All were created by Nature Squared, a company based in Jona, in northeast Switzerland, that specialises in the creation of distinctive and unusually beautiful inlaid surfaces based on materials found in the natural world. Crucially, all are sourced responsibly.
“On Ace, we were really specific about the colour tone that we wanted,” says Selina McCabe, Winch Design’s senior manager, yachts, who has been working with Nature Squared this past decade. “Even when you’re working with a natural product, our clients like to specify precise tones. Nature Squared had to source these shells and ensure that only the part of the shell that met with our client’s demands was selected. Slightly too much green or blue in one area, and the whole thing would have to be made again. Sometimes they’ll produce 20 samples of just one finish, and we might be doing 10 finishes.”
Unlike most suppliers of products to this market, however, Nature Squared’s motivation is about more than manufacturing and profit. Set up in 2000, it was intended, say founders Lay Koon Tan and Paul Hoeve, “to create meaningful, sustainable employment in developing countries”, hence the fact that the company belongs to a charitable trust.

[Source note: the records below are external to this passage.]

//! Unit tests for nav-core primitives.

#[cfg(test)]
mod ids {
    use crate::{Epoch, ObstacleId};

    #[test]
    fn ordering_and_next() {
        assert!(ObstacleId(0) < ObstacleId(1));
        assert_eq!(ObstacleId(4).next(), ObstacleId(5));
        assert_eq!(Epoch(9).next(), Epoch(10));
    }

    #[test]
    fn invalid_sentinels_are_max() {
        assert_eq!(ObstacleId::INVALID.0, u32::MAX);
        assert_eq!(Epoch::INVALID.0, u64::MAX);
        assert_eq!(ObstacleId::INVALID.next(), ObstacleId::INVALID);
    }

    #[test]
    fn display() {
        assert_eq!(ObstacleId(7).to_string(), "ObstacleId(7)");
    }
}

#[cfg(test)]
mod geo {
    use rand::rngs::SmallRng;
    use rand::{Rng, SeedableRng};
    use rstest::rstest;

    use crate::geo::{deg_to_m, m_to_deg};
    use crate::{GeoPoint, path_length_m};

    fn random_campus_point(rng: &mut SmallRng) -> GeoPoint {
        GeoPoint::new(10.9 + rng.gen_range(-0.01..0.01), 76.9 + rng.gen_range(-0.01..0.01))
    }

    #[test]
    fn zero_distance() {
        let p = GeoPoint::new(10.9, 76.9);
        assert_eq!(p.distance_m(p), 0.0);
    }

    #[test]
    fn one_degree_latitude() {
        let a = GeoPoint::new(10.0, 76.9);
        let b = GeoPoint::new(11.0, 76.9);
        let d = a.distance_m(b);
        assert!((d - 111_195.0).abs() < 500.0, "got {d}");
    }

    #[test]
    fn distance_is_symmetric() {
        let mut rng = SmallRng::seed_from_u64(7);
        for _ in 0..500 {
            let a = random_campus_point(&mut rng);
            let b = random_campus_point(&mut rng);
            assert_eq!(a.distance_m(b), b.distance_m(a));
            assert_eq!(a.planar_deg(b), b.planar_deg(a));
            assert_eq!(a.distance_m(a), 0.0);
        }
    }

    #[rstest]
    #[case(GeoPoint::new(10.901, 76.9), 0.0)]
    #[case(GeoPoint::new(10.9, 76.901), 90.0)]
    #[case(GeoPoint::new(10.899, 76.9), 180.0)]
    #[case(GeoPoint::new(10.9, 76.899), 270.0)]
    fn cardinal_bearings(#[case] to: GeoPoint, #[case] expected: f64) {
        let from = GeoPoint::new(10.9, 76.9);
        let b = from.bearing_deg(to);
        assert!((b - expected).abs() < 0.1, "expected {expected}, got {b}");
    }

    #[test]
    fn bearing_range() {
        let mut rng = SmallRng::seed_from_u64(11);
        for _ in 0..500 {
            let b = random_campus_point(&mut rng).bearing_deg(random_campus_point(&mut rng));
            assert!((0.0..360.0).contains(&b), "bearing {b}");
        }
    }

    #[test]
    fn offset_matches_haversine() {
        let p = GeoPoint::new(10.9, 76.9);
        let q = p.offset_m(30.0, 40.0);
        assert!((p.distance_m(q) - 50.0).abs() < 0.5);
    }

    #[test]
    fn lerp_endpoints() {
        let a = GeoPoint::new(10.9, 76.9);
        let b = GeoPoint::new(10.91, 76.91);
        assert_eq!(a.lerp(b, 0.0), a);
        assert_eq!(a.lerp(b, 1.0), b);
        let mid = a.lerp(b, 0.5);
        assert!((mid.lat - 10.905).abs() < 1e-12);
    }

    #[test]
    fn degree_conversion_is_pinned() {
        assert!((deg_to_m(1e-4) - 11.1).abs() < 1e-9);
        assert!((m_to_deg(111.0) - 1e-3).abs() < 1e-15);
    }

    #[test]
    fn path_length_sums_segments() {
        let a = GeoPoint::new(10.9, 76.9);
        let b = GeoPoint::new(10.9005, 76.9);
        let c = GeoPoint::new(10.901, 76.9);
        let total = path_length_m(&[a, b, c]);
        assert!((total - a.distance_m(c)).abs() < 1e-6);
        assert_eq!(path_length_m(&[a]), 0.0);
    }

    #[rstest]
    #[case(0.0, 90.0, 90.0)]
    #[case(350.0, 10.0, 20.0)]
    #[case(10.0, 350.0, -20.0)]
    #[case(0.0, 180.0, 180.0)]
    #[case(180.0, 0.0, 180.0)]
    fn bearing_delta_is_normalized(#[case] from: f64, #[case] to: f64, #[case] expected: f64) {
        assert!((crate::bearing_delta_deg(from, to) - expected).abs() < 1e-9);
    }

    #[test]
    fn validity() {
        assert!(GeoPoint::new(10.9, 76.9).is_valid());
        assert!(!GeoPoint::new(f64::NAN, 76.9).is_valid());
        assert!(!GeoPoint::new(91.0, 0.0).is_valid());
        assert!(!GeoPoint::new(0.0, f64::INFINITY).is_valid());
    }
}

#[cfg(test)]
mod route {
    use crate::{GeoPoint, NavError, Route};

    fn line() -> Vec<GeoPoint> {
        vec![GeoPoint::new(10.9, 76.9), GeoPoint::new(10.901, 76.9)]
    }

    #[test]
    fn rejects_short_path() {
        let err = Route::new(vec![GeoPoint::new(10.9, 76.9)], 1.0, 1.0).unwrap_err();
        assert_eq!(err, NavError::PathTooShort(1));
    }

    #[test]
    fn rejects_bad_coordinate() {
        let path = vec![GeoPoint::new(10.9, 76.9), GeoPoint::new(f64::NAN, 76.9)];
        assert!(matches!(
            Route::new(path, 1.0, 1.0),
            Err(NavError::InvalidCoordinate { .. })
        ));
    }

    #[test]
    fn rejects_negative_distance() {
        assert!(matches!(
            Route::new(line(), -1.0, 1.0),
            Err(NavError::InvalidQuantity { what: "distance_m", .. })
        ));
        assert!(Route::new(line(), 1.0, f64::NAN).is_err());
    }

    #[test]
    fn from_path_derives_eta() {
        let r = Route::from_path(line(), 83.3).unwrap();
        assert!((r.distance_m() - 111.2).abs() < 0.5);
        assert!((r.eta_min() - r.distance_m() / 83.3).abs() < 1e-9);
        assert_eq!(r.segment_count(), 1);
        assert!(!r.is_direct_fallback());
        assert!(r.into_direct_fallback().is_direct_fallback());
    }
}

#[cfg(test)]
mod time {
    use std::time::Duration;

    use crate::{Tick, TickClock};

    #[test]
    fn tick_order_and_display() {
        assert!(Tick::ZERO < Tick(1));
        assert_eq!(Tick(12).to_string(), "T12");
    }

    #[test]
    fn clock_elapsed() {
        let mut clock = TickClock::new(Duration::from_millis(100));
        assert_eq!(clock.elapsed(), Duration::ZERO);
        clock.advance();
        clock.advance();
        assert_eq!(clock.elapsed(), Duration::from_millis(200));
        clock.reset();
        assert_eq!(clock.current_tick, Tick::ZERO);
    }
}

#[cfg(test)]
mod config {
    use crate::NavConfig;

    #[test]
    fn defaults_are_valid() {
        let cfg = NavConfig::default();
        cfg.validate().unwrap();
        assert_eq!(cfg.max_reroute_attempts, 3);
        assert_eq!(cfg.tick_period().as_millis(), 100);
    }

    #[test]
    fn rejects_zero_speed() {
        let cfg = NavConfig { speed_pct_per_tick: 0.0, ..NavConfig::default() };
        assert!(cfg.validate().is_err());
    }

    #[test]
    fn rejects_nan_margin() {
        let cfg = NavConfig { live_margin_m: f64::NAN, ..NavConfig::default() };
        assert!(cfg.validate().is_err());
    }
}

I meet Tan, a petite powerhouse of energy, enthusiasm, ideas and ideals, at her unassuming basement studio in southwest London, a scatter of samples spread before us. The colours, textures and patterns speak of richness and rarity. In many cases, however, the essential natural component turns out to be commonplace: eggshells, nutshells, seashells; all, she stresses, sourced responsibly, mostly the byproducts of the fishing and farming industries and never rare or endangered. Before us, for instance, there are examples of wall coverings and worktops made from various seashells: slate coloured tellin, brown and black hatchet, hammer and troca, the pearly white clam-like casings of the latter etched in growth lines in a sort of conchological expression of art deco.
I ask what the gleaming, intriguingly inky blue-black panel is made from. It turns out to have been created out of mussel shells (mounted on a metal honeycomb composite), just the sort you might order as marinière with a side of frites but transformed into a seductively glamorous, highly durable surface that has recently been used for the basin surrounds in all the bathrooms on a yacht launched last year. “Shell is calcium carbonate,” says Tan practically, “so unless you’re planning to spill acid on it, nothing much is going to harm it. You can laminate it, but here it is just polished.”
The mussels from which the panel is made are farmed, as is the abalone, which comes from a community-based project in South Africa. The shellfish are canned and exported and ordinarily the shells would be thrown away. “So what we do,” says Tan, “is pay the farmers for the clean shells. It enables an alternative route to market for things that would otherwise be discarded. It monetises something that doesn’t otherwise have value. It gives them an alternative source of income. And then we turn them into surfaces.”
But Tan is concerned with ideals as well as aesthetics. Abalone is not just a desirable decorative surface. It is also “terribly important”, she says, to encourage a legitimate trade in it to try to combat poaching, which can also see it “smuggled through countries like Lesotho and Swaziland, that ironically don’t have coastlines”, so fuelling, she’s been told, the illegal arms trade.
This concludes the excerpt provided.